Utah's Huntsman Corp. has extended its merger agreement with Hexion Specialty Chemicals by three months as it continues its campaign to force the Apollo Management unit to honor its commitments.

The company, which operates from both Salt Lake City and The Woodlands, Texas, said it extended the merger agreement through Oct. 2, and has filed its answer and counterclaims to Hexion's lawsuit in Delaware.

In that filing, Huntsman is asking the Delaware court to prevent Hexion from continuing to breach the pact between the two chemical makers and order it to perform under the merger accord that remains in place.

"As I have said repeatedly, we will take very available action on behalf of our shareholders to cause Hexion to live up to the merger agreement," Huntsman's Chairman Jon Huntsman Sr. said Wednesday in a statement announcing the extension.

By extending the deal three months, the Utah company is saying it isn't willing to let Hexion out of its commitments by letting the merger agreement expire.

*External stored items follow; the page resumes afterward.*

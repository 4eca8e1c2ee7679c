#![allow(dead_code)]

pub mod assertions;
pub mod slate;
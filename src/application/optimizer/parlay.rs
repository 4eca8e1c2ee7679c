//! Parlay valuation under conditional dependence.

use std::collections::BTreeSet;

use tracing::debug;

use crate::application::graph::DependencyGraph;
use crate::domain::{BetId, DomainError, ParlayValuation, Recommendation};
use crate::error::{GraphError, Result};

/// Value the parlay formed by `leg_ids`.
///
/// The true probability uses the chain rule over the graph; the naive
/// probability multiplies marginals as if the legs were independent.
/// Repeated legs count once.
///
/// # Errors
///
/// Returns [`DomainError::EmptyLegs`] for an empty leg list and
/// [`GraphError::UnknownBet`] for a leg not in the graph.
pub fn value_parlay(
    graph: &DependencyGraph,
    leg_ids: &[BetId],
    min_edge: f64,
) -> Result<ParlayValuation> {
    if leg_ids.is_empty() {
        return Err(DomainError::EmptyLegs.into());
    }

    let mut seen = BTreeSet::new();
    let mut legs = Vec::with_capacity(leg_ids.len());
    for id in leg_ids {
        let bet = graph.bet(id).ok_or_else(|| GraphError::UnknownBet {
            bet_id: id.clone(),
        })?;
        if seen.insert(id) {
            legs.push(bet);
        }
    }
    let unique: Vec<BetId> = legs.iter().map(|b| b.id().clone()).collect();

    let true_probability = graph.joint_probability(&unique)?;
    let naive_probability: f64 = legs.iter().map(|b| b.marginal_prob()).product();
    let parlay_odds: f64 = legs.iter().map(|b| b.decimal_odds()).product();
    let market_implied_prob = 1.0 / parlay_odds;
    let edge = true_probability - market_implied_prob;
    let expected_value = true_probability * (parlay_odds - 1.0) - (1.0 - true_probability);
    let is_value = edge > min_edge;

    debug!(
        legs = unique.len(),
        true_probability,
        naive_probability,
        parlay_odds,
        edge,
        "parlay valued"
    );

    Ok(ParlayValuation {
        leg_ids: unique,
        true_probability,
        naive_probability,
        correlation_adjustment: true_probability - naive_probability,
        parlay_odds,
        market_implied_prob,
        edge,
        expected_value,
        is_value,
        recommendation: if is_value {
            Recommendation::Bet
        } else {
            Recommendation::Pass
        },
    })
}

#[cfg(test)]
mod tests {
    use super::*;
    use crate::error::Error;
    use crate::testkit::domain::{bet, bet_ids, conditional, graph_of};

    #[test]
    fn independent_legs() {
        let graph = graph_of([bet("a", "g1", 1.9, 0.55), bet("b", "g2", 1.8, 0.60)]);

        let v = value_parlay(&graph, &bet_ids(&["a", "b"]), 0.02).unwrap();

        assert!((v.true_probability - 0.33).abs() < 1e-12);
        assert_eq!(v.correlation_adjustment, 0.0);
        assert!((v.parlay_odds - 3.42).abs() < 1e-12);
        assert!((v.market_implied_prob - 1.0 / 3.42).abs() < 1e-12);
        assert!((v.edge - (0.33 - 1.0 / 3.42)).abs() < 1e-12);
        assert!(v.is_value);
        assert_eq!(v.recommendation, Recommendation::Bet);
    }

    #[test]
    fn positive_correlation_raises_joint() {
        let mut graph = graph_of([bet("f5", "g1", 1.9, 0.52), bet("fg", "g1", 1.8, 0.56)]);
        graph
            .add_relationship(conditional("f5", "fg", 0.78, 0.30, 0.85))
            .unwrap();

        let v = value_parlay(&graph, &bet_ids(&["fg", "f5"]), 0.02).unwrap();

        let expected = 0.52 * (0.85 * 0.78 + 0.15 * 0.56);
        assert!((v.true_probability - expected).abs() < 1e-12);
        assert!(v.correlation_adjustment > 0.0);
        assert_eq!(v.leg_ids, bet_ids(&["fg", "f5"]));
    }

    #[test]
    fn thin_edge_passes() {
        let graph = graph_of([bet("a", "g1", 2.0, 0.51)]);
        let v = value_parlay(&graph, &bet_ids(&["a"]), 0.02).unwrap();
        assert!(!v.is_value);
        assert_eq!(v.recommendation, Recommendation::Pass);
    }

    #[test]
    fn empty_legs_rejected() {
        let graph = DependencyGraph::new();
        assert!(matches!(
            value_parlay(&graph, &[], 0.02),
            Err(Error::Domain(DomainError::EmptyLegs))
        ));
    }

    #[test]
    fn unknown_leg_rejected() {
        let graph = graph_of([bet("a", "g1", 2.0, 0.5)]);
        assert!(matches!(
            value_parlay(&graph, &bet_ids(&["a", "zz"]), 0.02),
            Err(Error::Graph(GraphError::UnknownBet { .. }))
        ));
    }
}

"We're saying it is not too late to get this deal done," Huntsman spokesman Russ Stolle said.

Hexion indicated last month it wanted out of the $10.6 billion deal. It sued Huntsman in Delaware court arguing that the Utah company's prospects had deteriorated to the point that if a merger took place the resulting company would be insolvent.

Huntsman, which disputes Hexion's view of its prospects, responded by suing Apollo Management partners Leon Black and Joshua Harris in a Texas court for more than $3 billion.

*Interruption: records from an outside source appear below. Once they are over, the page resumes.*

//! Historically observed relationship priors.
//!
//! When no measured conditional probability exists for a pair of bets, the
//! pattern library supplies a prior: how much a parent win lifts the child's
//! probability and how far that lift can be trusted. The factories at the
//! bottom build [`Relationship`]s for the common baseball shapes.

use super::bet::Bet;
use super::error::DomainError;
use super::relationship::{DependencyType, Relationship, RelationshipSource};

/// Trust assigned to adjustments for unknown pattern names.
pub const UNKNOWN_PATTERN_TRUST: f64 = 0.5;

const MIN_ADJUSTED_PROB: f64 = 0.05;
const MAX_ADJUSTED_PROB: f64 = 0.95;

/// A named relationship prior.
#[derive(Debug, Clone, Copy, PartialEq)]
pub struct Pattern {
    pub name: &'static str,
    /// Additive lift to the child's probability when the parent wins.
    pub prob_increase: f64,
    pub trust: f64,
    pub sample_size: u32,
}

const PATTERNS: &[Pattern] = &[
    Pattern {
        name: "player_hr_given_team_win",
        prob_increase: 0.15,
        trust: 0.75,
        sample_size: 10_000,
    },
    Pattern {
        name: "low_total_given_ace_start",
        prob_increase: 0.12,
        trust: 0.70,
        sample_size: 5_000,
    },
    Pattern {
        name: "full_game_ml_given_f5_ml",
        prob_increase: 0.20,
        trust: 0.85,
        sample_size: 15_000,
    },
    Pattern {
        name: "player_over_tb_given_hit",
        prob_increase: 0.40,
        trust: 0.90,
        sample_size: 20_000,
    },
    Pattern {
        name: "pitcher_win_given_high_k",
        prob_increase: 0.18,
        trust: 0.65,
        sample_size: 8_000,
    },
];

const OPPOSITE_SIDES: &[(&str, &str)] = &[
    ("home", "away"),
    ("over", "under"),
    ("favorite", "underdog"),
];

/// Static table of relationship priors.
#[derive(Debug, Clone, Copy, Default)]
pub struct PatternLibrary;

impl PatternLibrary {
    /// All known patterns.
    #[must_use]
    pub const fn patterns() -> &'static [Pattern] {
        PATTERNS
    }

    /// Look up a pattern by name.
    #[must_use]
    pub fn get(name: &str) -> Option<&'static Pattern> {
        PATTERNS.iter().find(|p| p.name == name)
    }

    /// Conditional probability and trust for `name` applied to `base_prob`.
    ///
    /// The adjusted probability is clamped to [0.05, 0.95]. Unknown names
    /// return `base_prob` unchanged with trust [`UNKNOWN_PATTERN_TRUST`].
    #[must_use]
    pub fn conditional_adjustment(name: &str, base_prob: f64) -> (f64, f64) {
        match Self::get(name) {
            Some(pattern) => (
                (base_prob + pattern.prob_increase).clamp(MIN_ADJUSTED_PROB, MAX_ADJUSTED_PROB),
                pattern.trust,
            ),
            None => (base_prob, UNKNOWN_PATTERN_TRUST),
        }
    }

    /// Guess the relationship type between two bet kinds.
    ///
    /// Identical kinds move together. Opposite sides exclude each other only
    /// within one event; across events everything else is a probability shift.
    #[must_use]
    pub fn infer_relationship_type(kind_a: &str, kind_b: &str, same_event: bool) -> DependencyType {
        let a = kind_a.to_lowercase();
        let b = kind_b.to_lowercase();
        if a == b {
            return DependencyType::PerfectlyCorrelated;
        }
        let opposite = OPPOSITE_SIDES
            .iter()
            .any(|&(x, y)| (a == x && b == y) || (a == y && b == x));
        if same_event && opposite {
            DependencyType::MutuallyExclusive
        } else {
            DependencyType::ProbabilityConditional
        }
    }

    /// Build a relationship `parent -> child` from a named pattern.
    ///
    /// The conditional on a parent win comes from
    /// [`conditional_adjustment`](Self::conditional_adjustment) applied to the
    /// child's marginal; no estimate is recorded for a parent loss.
    ///
    /// # Errors
    ///
    /// Returns a [`DomainError`] if the resulting relationship fails validation.
    pub fn relationship_from_pattern(
        parent: &Bet,
        child: &Bet,
        name: &str,
    ) -> Result<Relationship, DomainError> {
        let (conditional, trust) = Self::conditional_adjustment(name, child.marginal_prob());
        let sample_size = Self::get(name).map_or(0, |p| p.sample_size);
        Ok(Relationship::try_new(
            parent.id().clone(),
            child.id().clone(),
            DependencyType::ProbabilityConditional,
            Some(conditional),
            None,
            trust,
        )?
        .with_source(RelationshipSource::Inferred)
        .with_sample_size(sample_size))
    }
}

/// Player prop -> team outcome: a strong individual game lifts the team.
///
/// # Errors
///
/// Returns a [`DomainError`] if the resulting relationship fails validation.
pub fn player_team_dependency(
    player_bet: &Bet,
    team_bet: &Bet,
    impact_factor: f64,
) -> Result<Relationship, DomainError> {
    let marginal = team_bet.marginal_prob();
    Relationship::try_new(
        player_bet.id().clone(),
        team_bet.id().clone(),
        DependencyType::ProbabilityConditional,
        Some((marginal + impact_factor).min(MAX_ADJUSTED_PROB)),
        Some((marginal - impact_factor * 0.5).max(MIN_ADJUSTED_PROB)),
        0.70,
    )
}

/// Prerequisite -> dependent: the dependent bet is void if the prerequisite fails.
///
/// # Errors
///
/// Returns a [`DomainError`] if the resulting relationship fails validation.
pub fn validity_dependency(
    prerequisite: &Bet,
    dependent: &Bet,
) -> Result<Relationship, DomainError> {
    Relationship::voiding(prerequisite.id().clone(), dependent.id().clone(), false, 0.99)
}

/// First five innings -> full game, from historical F5/FG agreement.
///
/// # Errors
///
/// Returns a [`DomainError`] if the resulting relationship fails validation.
pub fn f5_fullgame_dependency(
    f5_bet: &Bet,
    fullgame_bet: &Bet,
) -> Result<Relationship, DomainError> {
    let marginal = fullgame_bet.marginal_prob();
    Ok(Relationship::try_new(
        f5_bet.id().clone(),
        fullgame_bet.id().clone(),
        DependencyType::ProbabilityConditional,
        Some((marginal + 0.20).min(0.92)),
        Some((marginal - 0.25).max(0.15)),
        0.85,
    )?
    .with_source(RelationshipSource::Historical)
    .with_sample_size(15_000))
}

Hexion said that under the merger agreement Huntsman is allowed to extend the termination date only if its board of directors determines in good faith that there is a reasonable probability that the transaction can be completed in the new time frame.

"We do not understand how Huntsman's board of directors could in good faith make that determination," Hexion Chairman Craig O. Morrison said in statement issued in response to Huntsman's action. "There is no factual basis to conclude that the combined company would be solvent. As a result, the merger is not viable."

Hexion is basing its position that the combined company will be insolvent on a study by Duff & Phelps, a financial advisory firm it hired. And it contended in its lawsuit that banks probably won't provide debt financing for the transaction because Huntsman's net debt has increased and its earnings were lower than expected since the companies agreed to the merger.

Huntsman's chairman said he continues to believe the deal can be closed.

"I believe, as does the rest of our board, that all of the conditions to closing this merger can and will be satisfied, and that the conditions to Hexion's commitment letter with its lenders can and will be satisfied as well," he said.